The actor John Jarratt was recently acquitted of sexual assault. The alleged offence occurring more than forty years ago. On the reported facts of the case it is amazing to me that it was ever brought to court. It is equally amazing to me that the case against Cardinal Pell was ever brought to court. And to complete a trifecta — though there are more – it is amazing to me that Christine Blasey Ford was ever taken seriously in charging Brett Kavanaugh with sexual assault.
These cases and others like them have a number of things in common. They all concern sexual assault. They all consist of a dated allegation. They all rest on one complainant. None bring to bear any material corroboration.
As is rightly said, sexual assault does not often occur in open view. There are usually no witnesses. And it is surely true that some victims bury the crime for a long period out of shame, or out of fear that they won’t be believed, or out of trepidation about the perceived consequences of reporting the crime.
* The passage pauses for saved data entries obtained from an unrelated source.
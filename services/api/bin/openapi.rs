//! Writes the OpenAPI document for the REST inspection API.
//!
//! Usage: `openapi [OUTPUT_PATH]` (defaults to `openapi.json`).

use banter_api::router::ApiDoc;
use std::path::Path;
use utoipa::OpenApi;

fn write_spec(api_doc: utoipa::openapi::OpenApi, path: &Path) -> Result<(), Box<dyn std::error::Error>> {
    std::fs::write(path, api_doc.to_pretty_json()?)?;
    Ok(())
}

fn main() -> Result<(), Box<dyn std::error::Error>> {
    let output = std::env::args()
        .nth(1)
        .unwrap_or_else(|| "openapi.json".to_string());
    write_spec(ApiDoc::openapi(), Path::new(&output))?;
    println!("OpenAPI document written to {}", output);
    Ok(())
}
But this doesn’t and cannot mean that the accusations of complainants must be believed.
Some people lie. Some invent false memories or, with the passing of time, transform vague recollections into concrete form. Some are simply mistaken about the identity of the perpetrator or embroider the circumstances surrounding an alleged assault.
It would be nice to have ready means of uncovering the truth in all cases. We don’t. He said/she said, he said/he said and she said/she said always throw up two versions of what happened. One right, one wrong, perhaps both wrong. I have heard people I know say that Cardinal Pell is innocent. I am drawn always to that classic line in the movie Unforgiven.
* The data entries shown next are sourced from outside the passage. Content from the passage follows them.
//! Defines the WebSocket message protocol between the browser client and the API server.

use crate::models::ConversationMode;
use serde::{Deserialize, Serialize};
use uuid::Uuid;

/// Messages sent from the client (browser) to the server.
#[derive(Deserialize, Debug, PartialEq)]
#[serde(tag = "type", rename_all = "snake_case")]
pub enum ClientMessage {
    /// Starts (or restarts) the conversation on this connection.
    StartSession {
        title: String,
        #[serde(default)]
        description: String,
    },
    /// A typed message from the user.
    UserMessage { content: String },
    /// A spoken message, already transcribed by the client.
    VoiceMessage { content: String },
}

/// Messages sent from the server to the client (browser).
#[derive(Serialize, Debug, Clone, PartialEq)]
#[serde(tag = "type", rename_all = "snake_case")]
pub enum ServerMessage {
    /// Sent once when the connection is established.
    SessionReady { session_id: Uuid },
    /// Text from the assistant. `speak` asks the client to read it aloud.
    AiResponse {
        content: String,
        speak: bool,
        mode: Option<ConversationMode>,
    },
    /// A failed request. `retryable` is set when resending may succeed.
    Error { message: String, retryable: bool },
}

impl ServerMessage {
    pub fn spoken(content: impl Into<String>, mode: Option<ConversationMode>) -> Self {
        ServerMessage::AiResponse {
            content: content.into(),
            speak: true,
            mode,
        }
    }
}

#[cfg(test)]
mod tests {
    use super::*;
    use serde_json::json;

    #[test]
    fn test_client_message_deserialization() {
        let msg: ClientMessage = serde_json::from_str(
            r#"{"type":"start_session","title":"Space Travel","description":"Mars"}"#,
        )
        .unwrap();
        assert_eq!(
            msg,
            ClientMessage::StartSession {
                title: "Space Travel".into(),
                description: "Mars".into()
            }
        );

        let msg: ClientMessage =
            serde_json::from_str(r#"{"type":"start_session","title":"Solo"}"#).unwrap();
        assert_eq!(
            msg,
            ClientMessage::StartSession {
                title: "Solo".into(),
                description: String::new()
            }
        );

        let msg: ClientMessage =
            serde_json::from_str(r#"{"type":"voice_message","content":"hi"}"#).unwrap();
        assert_eq!(msg, ClientMessage::VoiceMessage { content: "hi".into() });
    }

    #[test]
    fn test_client_message_rejects_unknown_shapes() {
        assert!(serde_json::from_str::<ClientMessage>(r#"{"type":"webrtc_offer","sdp":"x"}"#).is_err());
        assert!(serde_json::from_str::<ClientMessage>(r#"{"type":"user_message"}"#).is_err());
        assert!(serde_json::from_str::<ClientMessage>("not json").is_err());
    }

    #[test]
    fn test_server_message_serialization() {
        let value = serde_json::to_value(ServerMessage::spoken(
            "[BARGAIN MODE] Two options.",
            Some(ConversationMode::Bargain),
        ))
        .unwrap();
        assert_eq!(
            value,
            json!({
                "type": "ai_response",
                "content": "[BARGAIN MODE] Two options.",
                "speak": true,
                "mode": "bargain"
            })
        );

        let value = serde_json::to_value(ServerMessage::Error {
            message: "reply unavailable".into(),
            retryable: true,
        })
        .unwrap();
        assert_eq!(
            value,
            json!({"type": "error", "message": "reply unavailable", "retryable": true})
        );

        let id = Uuid::nil();
        let value = serde_json::to_value(ServerMessage::SessionReady { session_id: id }).unwrap();
        assert_eq!(value["type"], "session_ready");
        assert_eq!(value["session_id"], id.to_string());
    }
}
Strawberry Alice: “You just kicked the shit out of an innocent man.”
Little Bill Daggett: “Innocent? Innocent of what?”
I suggest that we don’t challenge ourselves about who is innocent and who is not. This goes doubly if we are personally in position of making a choice which might see people being incarcerated and their lives, and their families’ lives, ruined for something they haven’t done. That should weigh heavily on us, as it did on the consciences of early Christians in fear of losing their souls. Out of that came the moral comfort of finding people guilty of a crime only if it is proved “beyond reasonable doubt.”
This wonderful safeguard was given form and substance in the modern and civilised world through British jurisprudence. It is undoubtedly one of the most central bulwarks of our freedom. And, it is now distinctly under threat. The threat arises because of a number of cascading forces.
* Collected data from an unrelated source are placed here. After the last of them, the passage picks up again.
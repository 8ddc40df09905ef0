use crate::conversation::{ChatMessage, ChatRole};
use anyhow::{Context, Result, anyhow};
use async_openai::{
    Client,
    config::OpenAIConfig,
    types::{
        ChatCompletionRequestAssistantMessageArgs, ChatCompletionRequestMessage,
        ChatCompletionRequestSystemMessageArgs, ChatCompletionRequestUserMessageArgs,
        CreateChatCompletionRequestArgs, CreateChatCompletionResponse,
    },
};
use async_trait::async_trait;
use std::time::Duration;

/// A language-generation service that turns a prompt into a reply.
///
/// Any error is treated by the session as "reply unavailable".
#[cfg_attr(test, mockall::automock)]
#[async_trait]
pub trait ConversationDriver: Send + Sync {
    async fn generate(&self, messages: Vec<ChatMessage>, max_tokens: u32) -> Result<String>;
}

/// An implementation of `ConversationDriver` for any OpenAI-compatible API.
pub struct OpenAICompatibleClient {
    client: Client<OpenAIConfig>,
    model: String,
}

impl OpenAICompatibleClient {
    /// Creates a new client for an OpenAI-compatible service.
    ///
    /// # Arguments
    ///
    /// * `config` - The configuration for the OpenAI client, including API key and base URL.
    /// * `model` - The model identifier to use for chat completions (e.g., "llama-3.1-8b-instant").
    pub fn new(config: OpenAIConfig, model: String) -> Self {
        Self {
            client: Client::with_config(config),
            model,
        }
    }
}

fn to_request_message(message: ChatMessage) -> Result<ChatCompletionRequestMessage> {
    let built: ChatCompletionRequestMessage = match message.role {
        ChatRole::System => ChatCompletionRequestSystemMessageArgs::default()
            .content(message.content)
            .build()?
            .into(),
        ChatRole::User => ChatCompletionRequestUserMessageArgs::default()
            .content(message.content)
            .build()?
            .into(),
        ChatRole::Assistant => ChatCompletionRequestAssistantMessageArgs::default()
            .content(message.content)
            .build()?
            .into(),
    };
    Ok(built)
}

#[async_trait]
impl ConversationDriver for OpenAICompatibleClient {
    async fn generate(&self, messages: Vec<ChatMessage>, max_tokens: u32) -> Result<String> {
        let messages = messages
            .into_iter()
            .map(to_request_message)
            .collect::<Result<Vec<_>>>()?;

        #[allow(deprecated)]
        let request = CreateChatCompletionRequestArgs::default()
            .model(&self.model)
            .messages(messages)
            .max_tokens(max_tokens)
            .build()?;

        let response: CreateChatCompletionResponse = self
            .client
            .chat()
            .create(request)
            .await
            .context("Chat completion request failed")?;

        let content = response
            .choices
            .first()
            .context("No response choice from LLM")?
            .message
            .content
            .clone()
            .context("No content in LLM response")?;

        if content.trim().is_empty() {
            return Err(anyhow!("LLM returned an empty reply"));
        }
        Ok(content)
    }
}

/// Wraps a driver with a per-call deadline. An elapsed deadline is reported
/// as an ordinary generation error.
pub struct TimeoutDriver<D> {
    inner: D,
    timeout: Duration,
}

impl<D> TimeoutDriver<D> {
    pub fn new(inner: D, timeout: Duration) -> Self {
        Self { inner, timeout }
    }
}

#[async_trait]
impl<D: ConversationDriver> ConversationDriver for TimeoutDriver<D> {
    async fn generate(&self, messages: Vec<ChatMessage>, max_tokens: u32) -> Result<String> {
        tokio::time::timeout(self.timeout, self.inner.generate(messages, max_tokens))
            .await
            .map_err(|_| anyhow!("generation timed out after {:?}", self.timeout))?
    }
}

#[cfg(test)]
mod tests {
    use super::*;

    struct SlowDriver(Duration);

    #[async_trait]
    impl ConversationDriver for SlowDriver {
        async fn generate(&self, _messages: Vec<ChatMessage>, _max_tokens: u32) -> Result<String> {
            tokio::time::sleep(self.0).await;
            Ok("late".to_string())
        }
    }

    #[tokio::test]
    async fn test_timeout_driver_passes_through_fast_replies() {
        let mut inner = MockConversationDriver::new();
        inner
            .expect_generate()
            .withf(|messages, max_tokens| messages.len() == 1 && *max_tokens == 150)
            .times(1)
            .returning(|_, _| Ok("hello".to_string()));

        let driver = TimeoutDriver::new(inner, Duration::from_secs(5));
        let reply = driver
            .generate(vec![ChatMessage::system("sys")], 150)
            .await
            .unwrap();
        assert_eq!(reply, "hello");
    }

    #[tokio::test]
    async fn test_timeout_driver_reports_elapsed_deadline() {
        let driver = TimeoutDriver::new(SlowDriver(Duration::from_secs(5)), Duration::from_millis(20));
        let err = driver
            .generate(vec![ChatMessage::system("sys")], 150)
            .await
            .unwrap_err();
        assert!(err.to_string().contains("timed out"));
    }

    #[tokio::test]
    async fn test_timeout_driver_propagates_inner_errors() {
        let mut inner = MockConversationDriver::new();
        inner
            .expect_generate()
            .returning(|_, _| Err(anyhow!("service unavailable")));

        let driver = TimeoutDriver::new(inner, Duration::from_secs(5));
        let err = driver.generate(vec![], 150).await.unwrap_err();
        assert_eq!(err.to_string(), "service unavailable");
    }

    #[test]
    fn test_chat_messages_convert_to_request_messages() {
        let converted = to_request_message(ChatMessage::system("be nice")).unwrap();
        assert!(matches!(converted, ChatCompletionRequestMessage::System(_)));
        let converted = to_request_message(ChatMessage {
            role: ChatRole::Assistant,
            content: "hi".into(),
        })
        .unwrap();
        assert!(matches!(converted, ChatCompletionRequestMessage::Assistant(_)));
    }
}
Public hysteria about sexual assault has been, and is being, whipped up by mainstream and social media and by the #MeToo and other like movements. This can do no other than influence politicians, prosecutors and the police. Consequently, the evidentiary hurdle to prosecute cases of alleged sexual assault has been lowered. One uncorroborated accusation is now apparently sufficient. And it would be surprising, wouldn’t it, if the jury pool were to remain indifferent to public (mob) clamor for justice?
But whether or not a jury subconsciously succumbs to the mob and applies a deficient standard of proof — as clearly happened, in my view, in the Cardinal Pell case — the accused suffers. Merely being brought to trial on a sexual assault charge is likely to cause irreparable financial and reputational harm to those accused.
No one is safe under this regime. It is important to understand that having a heavy burden of proof is not primarily to ensure that innocent defendants are acquitted at their trial. It is to ensure that people generally, and political and cultural dissidents in particular, cannot be vexatiously brought to trial and so, effectively, cowed into compliance by the state. Being brought to trial on a sexual assault charge is tantamount to ruination. That is a weapon which should be denied the state unless it has a case which, on a fair reading, is provable beyond reasonable doubt.
What can be done? I don’t know; but the judges reviewing the Cardinal Pell case have an opportunity, or so it seems to me, to strike a blow for our system of justice. I trust, on the basis of the evidence at his trial which has been widely reported, that Cardinal Pell will be acquitted. What I hope, however, is that this will be done with extreme prejudice. In other, less dramatic, words that the opportunity will be taken to criticise the process under which the case was ever brought to trial.
You could say that bringing people to trial on the basis of one uncorroborated accusation is unsafe or unsound. That is a nice legalese way of putting it. It is, in fact, potentially dangerous to our very way of life.